— What you will do —
What appears in the data must be reproduced exactly.

(Beginning of Data extracts)

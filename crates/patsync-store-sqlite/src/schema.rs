//! SQL schema for the patsync SQLite store.
//!
//! Executed once at connection startup. Future migrations will be gated on
//! the `user_version` pragma.

/// Full schema DDL; idempotent thanks to `CREATE TABLE IF NOT EXISTS`.
pub const SCHEMA: &str = "
PRAGMA journal_mode = WAL;
PRAGMA foreign_keys = ON;

-- One row per patent, keyed by publication number. Rows are upserted on
-- every ingestion of the same id; created_at survives updates.
CREATE TABLE IF NOT EXISTS patents (
    patent_number TEXT PRIMARY KEY,
    title         TEXT NOT NULL DEFAULT '',
    abstract      TEXT NOT NULL DEFAULT '',
    assignee      TEXT NOT NULL DEFAULT '',
    inventors     TEXT NOT NULL DEFAULT '[]',  -- JSON array of names
    filing_date   TEXT,                        -- ISO 8601 date or NULL
    grant_date    TEXT,
    cpc_codes     TEXT NOT NULL DEFAULT '[]',  -- JSON array of codes
    search_query  TEXT NOT NULL DEFAULT '',
    category      TEXT NOT NULL DEFAULT '',
    created_at    TEXT NOT NULL,               -- ISO 8601 UTC
    updated_at    TEXT NOT NULL
);

-- Sync audit log, strictly append-only. The most recent completed row's
-- range_to is the incremental-sync watermark.
CREATE TABLE IF NOT EXISTS sync_log (
    run_id         TEXT PRIMARY KEY,
    range_from     TEXT NOT NULL,
    range_to       TEXT NOT NULL,
    records_loaded INTEGER NOT NULL,
    query_terms    TEXT NOT NULL DEFAULT '[]', -- JSON array
    sync_status    TEXT NOT NULL,              -- 'completed' | 'failed'
    created_at     TEXT NOT NULL
);

CREATE INDEX IF NOT EXISTS patents_assignee_idx    ON patents(assignee);
CREATE INDEX IF NOT EXISTS patents_filing_date_idx ON patents(filing_date);
CREATE INDEX IF NOT EXISTS sync_log_status_idx     ON sync_log(sync_status, range_to);

PRAGMA user_version = 1;
";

(End of Data extracts)

— Solved problem —
filename crates/patsync-store-sqlite/src/schema.rs
//! SQL schema for the patsync SQLite store.
//!
//! Executed once at connection startup. Future migrations will be gated on
//! the `user_version` pragma.

/// Full schema DDL; idempotent thanks to `CREATE TABLE IF NOT EXISTS`.
pub const SCHEMA: &str = "
PRAGMA journal_mode = WAL;
PRAGMA foreign_keys = ON;

-- One row per patent, keyed by publication number. Rows are upserted on
-- every ingestion of the same id; created_at survives updates.
CREATE TABLE IF NOT EXISTS patents (
    patent_number TEXT PRIMARY KEY,
    title         TEXT NOT NULL DEFAULT '',
    abstract      TEXT NOT NULL DEFAULT '',
    assignee      TEXT NOT NULL DEFAULT '',
    inventors     TEXT NOT NULL DEFAULT '[]',  -- JSON array of names
    filing_date   TEXT,                        -- ISO 8601 date or NULL
    grant_date    TEXT,
    cpc_codes     TEXT NOT NULL DEFAULT '[]',  -- JSON array of codes
    search_query  TEXT NOT NULL DEFAULT '',
    category      TEXT NOT NULL DEFAULT '',
    created_at    TEXT NOT NULL,               -- ISO 8601 UTC
    updated_at    TEXT NOT NULL
);

-- Sync audit log, strictly append-only. The most recent completed row's
-- range_to is the incremental-sync watermark.
CREATE TABLE IF NOT EXISTS sync_log (
    run_id         TEXT PRIMARY KEY,
    range_from     TEXT NOT NULL,
    range_to       TEXT NOT NULL,
    records_loaded INTEGER NOT NULL,
    query_terms    TEXT NOT NULL DEFAULT '[]', -- JSON array
    sync_status    TEXT NOT NULL,              -- 'completed' | 'failed'
    created_at     TEXT NOT NULL
);

CREATE INDEX IF NOT EXISTS patents_assignee_idx    ON patents(assignee);
CREATE INDEX IF NOT EXISTS patents_filing_date_idx ON patents(filing_date);
CREATE INDEX IF NOT EXISTS sync_log_status_idx     ON sync_log(sync_status, range_to);

PRAGMA user_version = 1;
";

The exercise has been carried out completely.